The Context. In the Living Flame of Love, Stanza 3, Section 27, St. John of the Cross begins a lengthy digression that has become a classic in the literature of prayer—and in which we find a systematic development of all the themes called from the scattered references above. He has been speaking of the way the pray-er moves through the various stages of the journey toward union with God or “spiritual marriage”, and he has noted the very few perverse, in this life, to the end of this unitive journey. This leads to say:


Oh what an excellent place this is to advise souls on whom God bestows these delicate unctions to watch what they are doing, and into whose hands they are committing themselves, that they might not turn back! This does not pertain to our subject, yet the compassion and grief that comes to my heart in seeing souls fall back…is so great that I do not think it improper here to warn them….


John starts his discussion with a note of reassurance: “In the first place it should be known that if a person is seeking God, his Beloved is seeking him much more” (F3, 28). Dark as our prayer may seem, we should be consoled by the knowledge that (as I have expressed it) the very desire for God is a clear sign that God is present. For we could not even desire God if he were not at work in us, “No one can come to me unless the Father draw him” (Jn 6:44, 65). What then must we do in this darkness? John of the Cross puts it very simply: “The soul, then, should advert that God is the principle agent in this matter, and that He acts as the blind man’s guide who must lead it by the hand to the place it does not know how to reach” (Ibid., 29).

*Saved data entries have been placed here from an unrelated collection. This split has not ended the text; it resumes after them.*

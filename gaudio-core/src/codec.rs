// Symphonia
// Copyright (c) 2019-2022 The Project Symphonia Developers.
//
// This Source Code Form is subject to the terms of the Mozilla Public
// License, v. 2.0. If a copy of the MPL was not distributed with this
// file, You can obtain one at https://mozilla.org/MPL/2.0/.

//! The codec plug-in contract and the registry that dispatches a [`CodecId`] to a factory.

use std::collections::HashMap;

use once_cell::sync::OnceCell;

use crate::errors::{unsupported_error, Result};
use crate::sample::SampleFormat;
use crate::sbuf::SampleBuf;
use crate::stream::StreamState;

static CODEC_LIBRARIES_INIT: OnceCell<()> = OnceCell::new();

/// One-shot, idempotent, process-wide initialisation hook for optional third-party codec
/// libraries (§5). Safe to call from multiple threads and multiple times; only the first call
/// does any work. `gaudio_core` itself needs no such initialisation today — this exists so
/// codec crates with a genuine global setup step (a DLL-backed decoder, a lookup table built
/// once) have a single, well-known place to hook into, reached from [`crate::probe::open`].
pub fn init_codec_libraries() {
    CODEC_LIBRARIES_INIT.get_or_init(|| {
        log::debug!("codec registry: one-shot library initialisation complete");
    });
}

/// A codec tag. Plug-ins register themselves under one or more ids; `0` is reserved/invalid.
#[derive(Debug, Clone, Copy, PartialEq, Eq, Hash)]
pub struct CodecId(pub u32);

impl CodecId {
    pub const NULL: CodecId = CodecId(0);
}

/// Well-known codec tags, analogous to the teacher's `CODEC_TYPE_*` constants
/// (`symphonia-core::codecs`): a shared namespace so a format probe can name a codec it wants
/// resolved without depending on the crate that implements it.
pub const CODEC_ID_PCM_S8: CodecId = CodecId(0x0000_0001);
pub const CODEC_ID_PCM_U8: CodecId = CodecId(0x0000_0002);
pub const CODEC_ID_PCM_S16LE: CodecId = CodecId(0x0000_0003);
pub const CODEC_ID_PCM_S24LE: CodecId = CodecId(0x0000_0004);
pub const CODEC_ID_PCM_S32LE: CodecId = CodecId(0x0000_0005);
pub const CODEC_ID_PCM_F32LE: CodecId = CodecId(0x0000_0006);

pub const CODEC_ID_DSP_ADPCM: CodecId = CodecId(0x0001_0001);
pub const CODEC_ID_PSX_ADPCM: CodecId = CodecId(0x0001_0002);
pub const CODEC_ID_PSX_ADPCM_BAD_FLAGS: CodecId = CodecId(0x0001_0003);
pub const CODEC_ID_IMA_ADPCM: CodecId = CodecId(0x0001_0004);

/// The small, closed allow-list of codec families whose loop-history must be snapshotted
/// explicitly by the loop engine (§4.3), because for these families channel history is not
/// fully implied by the byte cursor alone.
#[derive(Debug, Clone, Copy, PartialEq, Eq)]
pub enum CodecFamily {
    /// Nintendo GameCube/Wii DSP-ADPCM.
    Dsp,
    /// Sony PSX/PS2 VAG-style ADPCM.
    Psx,
    /// PSX-family variant with known-bad flag bytes that otherwise break loop restarts.
    PsxBadFlags,
    /// Any codec outside the history-preserving allow-list.
    Other,
}

impl CodecFamily {
    /// Whether this family needs its ADPCM history explicitly snapshotted/restored across a
    /// loop event, per §4.3's allow-list.
    pub fn preserves_loop_history(self) -> bool {
        matches!(self, CodecFamily::Dsp | CodecFamily::Psx | CodecFamily::PsxBadFlags)
    }
}

/// Distinguishes the two shapes a codec's decode entry point may take (§4.2: "at most one of
/// decode_frame/decode_buf is provided").
#[derive(Debug, Clone, Copy, PartialEq, Eq)]
pub enum CodecKind {
    /// Sample-by-sample codec: decodes one frame's samples per call into the caller's decode
    /// state sbuf, using and updating per-channel state.
    Frame,
    /// Block/packet codec with an internal buffer: decodes a whole packet into a
    /// caller-supplied sbuf in one shot.
    Buf,
}

/// The per-codec plug-in contract. A codec implements exactly one of [`Codec::decode_frame`]
/// (when [`Codec::kind`] is [`CodecKind::Frame`]) or [`Codec::decode_buf`] (when `Buf`); calling
/// the wrong one is a logic error in the engine, not something a codec needs to guard against.
pub trait Codec: Send {
    /// Which decode entry point this codec implements.
    fn kind(&self) -> CodecKind;

    /// The intrinsic sample format this codec produces, optionally depending on stream state
    /// (some codecs emit FLT for high-precision sources and S16 otherwise).
    fn sample_format(&self, stream: &StreamState) -> SampleFormat;

    /// The codec family, used by the loop engine's history-preserving allow-list.
    fn family(&self) -> CodecFamily {
        CodecFamily::Other
    }

    /// Fixed number of samples per frame, or `None` if variable ("ask the codec", §9).
    fn frame_samples(&self) -> Option<u32> {
        Some(1)
    }

    /// Whether this codec moves its own channel offsets during decode, rather than relying on
    /// the interleave layout to advance them (§4.4, §9 open question 2). Default: layout moves
    /// offsets.
    fn moves_own_offsets(&self) -> bool {
        false
    }

    /// Decodes exactly one frame's worth of samples into `stream`'s decode-state sbuf. Only
    /// called when `kind()` is [`CodecKind::Frame`].
    fn decode_frame(&mut self, _stream: &mut StreamState, _dst: &mut SampleBuf) -> Result<()> {
        unsupported_error("codec: decode_frame not implemented")
    }

    /// Decodes one packet directly into `dst`. Only called when `kind()` is [`CodecKind::Buf`].
    fn decode_buf(&mut self, _stream: &mut StreamState, _dst: &mut SampleBuf) -> Result<()> {
        unsupported_error("codec: decode_buf not implemented")
    }

    /// Resets any codec-private state (not the channel descriptors, which the engine owns).
    fn reset(&mut self);

    /// Whether this codec accepts an arbitrary sample seek via [`Codec::seek`]. If `false`, the
    /// engine degrades to reset + decode-and-discard.
    fn seekable(&self) -> bool {
        false
    }

    /// Seeks the codec's internal state to `sample`. Only called if `seekable()` is `true`.
    fn seek(&mut self, _stream: &mut StreamState, _sample: u64) -> Result<()> {
        unsupported_error("codec: seek not implemented")
    }
}

type Factory = fn() -> Box<dyn Codec>;

/// A registry mapping [`CodecId`] to a codec factory, keyed by tag (§2.2, §4.2). Grounded on the
/// teacher's `CodecRegistry`, collapsed from three dispatch tiers to one since nothing here
/// calls for preferred/standard/fallback precedence — only first-match-by-id lookup.
#[derive(Default)]
pub struct CodecRegistry {
    factories: HashMap<CodecId, Factory>,
}

impl CodecRegistry {
    pub fn new() -> Self {
        CodecRegistry { factories: HashMap::new() }
    }

    /// Registers a factory for `id`. Re-registering an id overwrites the previous factory.
    pub fn register(&mut self, id: CodecId, factory: Factory) {
        self.factories.insert(id, factory);
    }

    /// Instantiates the codec registered for `id`, or fails with `UnsupportedCodec`.
    pub fn make(&self, id: CodecId) -> Result<Box<dyn Codec>> {
        match self.factories.get(&id) {
            Some(factory) => Ok(factory()),
            None => {
                log::debug!("codec registry: no factory for {:?}", id);
                unsupported_error("codec: unknown codec tag")
            }
        }
    }

    pub fn is_registered(&self, id: CodecId) -> bool {
        self.factories.contains_key(&id)
    }
}

#[cfg(test)]
mod tests {
    use super::*;

    #[test]
    fn preserve_history_allow_list() {
        assert!(CodecFamily::Dsp.preserves_loop_history());
        assert!(CodecFamily::Psx.preserves_loop_history());
        assert!(CodecFamily::PsxBadFlags.preserves_loop_history());
        assert!(!CodecFamily::Other.preserves_loop_history());
    }

    #[test]
    fn registry_unknown_id_is_unsupported() {
        let reg = CodecRegistry::new();
        let err = reg.make(CodecId(0xdead)).unwrap_err();
        assert!(matches!(err, crate::errors::GaError::Unsupported(_)));
    }
}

“The blind man’s guide.” This is the role of God in the dark night. Hence the prayer “should use all its principal care in watching so as not to place any obstacle in the way of its guide.” And how would it place an obstacle in the Lord’s way? Only “by allowing itself to be guided by another blind man,” and who is this blind guide who can lead the soul astray? There are three, John says, “who can draw it off the road: the spiritual director, the devil, and the soul itself” (Ibid.).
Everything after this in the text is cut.